Stored data:
____________
//! Price resolution and path matching shared by the x402 middleware and
//! client crates.
//!
//! This crate exists as a placeholder in the upstream workspace layout; it
//! is filled in here with the two leaf components that don't belong in
//! either the axum server crate or the reqwest client crate: converting a
//! human price into an atomic amount ([`price`]), and matching a request
//! path against a configured pattern ([`path`]).

pub mod path;
pub mod price;

pub use path::{InvalidPathPattern, PathPattern};
pub use price::{Price, PriceError, ResolvedPrice, TokenAmount};
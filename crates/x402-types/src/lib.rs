//! Wire types, chain registry, codec, and timestamp handling for the x402
//! payment protocol.
//!
//! This crate is the shared vocabulary between the server middleware
//! ([`x402-axum`](https://docs.rs/x402-axum)), the client interceptor
//! ([`x402-reqwest`](https://docs.rs/x402-reqwest)), and the authorization
//! signer ([`x402-eip155`](https://docs.rs/x402-eip155)): none of those
//! crates define their own copy of `PaymentRequirements` or the chain table.
//!
//! # Modules
//!
//! - [`payment`] — wire types: `PaymentRequirements`, `PaymentPayload`,
//!   `VerifyResponse`, `SettleResponse`, discovery types.
//! - [`network`] — the closed network/chain-id/token registry.
//! - [`codec`] — base64-framed JSON encode/decode and hex normalization.
//! - [`timestamp`] — `UnixTimestamp`, serialized as a stringified integer.

pub mod codec;
pub mod network;
pub mod payment;
pub mod timestamp;

pub use network::{ChainRegistryError, Network, TokenInfo};
pub use payment::{
    AtomicAmount, DiscoveredResource, DiscoveryResourcesPagination, Eip3009Authorization,
    Eip712Domain, ExactPaymentPayload, HttpInputSchema, HttpMethod, HttpRequestStructure,
    ListDiscoveryResourcesRequest, ListDiscoveryResourcesResponse, OutputSchema, PaymentPayload,
    PaymentRequiredResponse, PaymentRequirements, SettleResponse, VerifyResponse, X402_VERSION,
};
pub use timestamp::UnixTimestamp;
____________
Task objective: Each line holding "axum" in the records should be copied out.

Answer for this exercise:
//! either the axum server crate or the reqwest client crate: converting a
//! ([`x402-axum`](https://docs.rs/x402-axum)), the client interceptor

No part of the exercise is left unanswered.